Now computers tend to be interconnected by networks, most notably the Internet, and to avail themselves of centralized network storage. For a user to have access to an object stored on the network, he must know and enter a universal resource locator (URL) for that object. As more and more everyday items are being stored on networks (e.g., central files of audio recordings replacing individuals' record collections) and as computing moves off of “computers” and becomes more and more distributed to users' different equipments (e.g., a music player connected to a network) which makes thinking in terms of a URL more and more abstract, and as the proliferation of stored objects requires keeping track of more and more URLs, a need arises for a way to enable a user to easily gain access to objects stored on networks.
A prior-art method to provide a user with easy access to an object is to give the user a copy of the object on some portable medium, such as a floppy disk or CD. This frees the user from having to navigate a network, but since a portable medium has an inherent maximum capacity for data, the size of an object that can be given to a user in this manner is inherently limited. According to current trends, larger and larger objects are coming into common use. For example, an audio-video presentation may have a storage size on the order of Gigabytes. It may be desired to provide a user with easy access to such a presentation, but the method of providing it on a removable medium is inherently precluded.

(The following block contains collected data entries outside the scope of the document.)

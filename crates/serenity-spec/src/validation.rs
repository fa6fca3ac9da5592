//! Request validation logic.
//!
//! Structural violations (bad duration, unsupported sample rate, non-finite
//! history levels) are errors and stop synthesis before it starts. Labels
//! the backend will fall back on are only warnings.

use crate::config::{SynthesisConfig, SUPPORTED_SAMPLE_RATES};
use crate::error::{ErrorCode, ValidationError, ValidationResult, ValidationWarning, WarningCode};
use crate::mood::{Instrument, Mood};
use crate::request::SynthesisRequest;

/// Lowest meaningful history level.
const MIN_LEVEL: f64 = 0.0;

/// Highest meaningful history level.
const MAX_LEVEL: f64 = 10.0;

/// Validates a request against a config.
///
/// # Arguments
/// * `request` - The request to validate
/// * `config` - Limits to validate against
///
/// # Returns
/// * `ValidationResult` with `ok=true` if validation passed, with any warnings.
/// * `ValidationResult` with `ok=false` and errors if validation failed.
///
/// # Example
/// ```
/// use serenity_spec::{SynthesisConfig, SynthesisRequest};
/// use serenity_spec::validation::validate_request;
///
/// let request = SynthesisRequest::builder("calm").duration_seconds(2).build();
/// let result = validate_request(&request, &SynthesisConfig::default());
/// assert!(result.is_ok());
/// ```
pub fn validate_request(request: &SynthesisRequest, config: &SynthesisConfig) -> ValidationResult {
    let mut result = ValidationResult::success();

    validate_duration(request, config, &mut result);
    validate_sample_rate(config, &mut result);
    validate_history(request, &mut result);
    check_labels(request, &mut result);

    result
}

fn validate_duration(
    request: &SynthesisRequest,
    config: &SynthesisConfig,
    result: &mut ValidationResult,
) {
    if request.duration_seconds == 0 {
        result.add_error(ValidationError::with_path(
            ErrorCode::NonPositiveDuration,
            "duration must be at least 1 second",
            "duration_seconds",
        ));
    } else if request.duration_seconds > config.max_duration_seconds {
        result.add_error(ValidationError::with_path(
            ErrorCode::DurationTooLong,
            format!(
                "duration {} exceeds the maximum of {} seconds",
                request.duration_seconds, config.max_duration_seconds
            ),
            "duration_seconds",
        ));
    }
}

fn validate_sample_rate(config: &SynthesisConfig, result: &mut ValidationResult) {
    if !config.has_supported_sample_rate() {
        result.add_error(ValidationError::new(
            ErrorCode::UnsupportedSampleRate,
            format!(
                "sample rate {} is not one of {:?}",
                config.sample_rate, SUPPORTED_SAMPLE_RATES
            ),
        ));
    }
}

fn validate_history(request: &SynthesisRequest, result: &mut ValidationResult) {
    for (i, entry) in request.mood_history.iter().enumerate() {
        for (field, value) in [
            ("stress_level", entry.stress_level),
            ("anxiety_level", entry.anxiety_level),
        ] {
            let path = format!("mood_history[{}].{}", i, field);
            if !value.is_finite() {
                result.add_error(ValidationError::with_path(
                    ErrorCode::NonFiniteHistoryLevel,
                    format!("{} must be finite, got {}", field, value),
                    path,
                ));
            } else if !(MIN_LEVEL..=MAX_LEVEL).contains(&value) {
                result.add_warning(ValidationWarning::with_path(
                    WarningCode::HistoryLevelOutOfRange,
                    format!("{} {} is outside the 0-10 scale", field, value),
                    path,
                ));
            }
        }
    }
}

fn check_labels(request: &SynthesisRequest, result: &mut ValidationResult) {
    if Mood::parse(&request.mood).is_none() {
        result.add_warning(ValidationWarning::with_path(
            WarningCode::UnknownMood,
            format!("unknown mood '{}', calm will be used", request.mood),
            "mood",
        ));
    }

    for (i, label) in request.instruments.iter().enumerate() {
        let path = format!("instruments[{}]", i);
        if label.is_empty() {
            result.add_warning(ValidationWarning::with_path(
                WarningCode::EmptyInstrument,
                "empty instrument label is ignored",
                path,
            ));
        } else if Instrument::parse(label).is_none() {
            result.add_warning(ValidationWarning::with_path(
                WarningCode::UnknownInstrument,
                format!("unknown instrument '{}' is ignored", label),
                path,
            ));
        }
    }
}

While the graphical user interface (GUI), which enables a user to interact with a computer by manipulating graphical icons, has gone a long way to make computation easier for non-engineers, it still represents a level of abstraction that will become increasingly burdensome as computation becomes more distributed. More recent is the concept of the tangible user interface (TUI) in which tangible, physical icons (“phicons”) are manipulated to interact with a computer. A need arises for phicons that enable a user to easily gain access to objects stored on networks, and to easily gain access to objects of arbitrary size.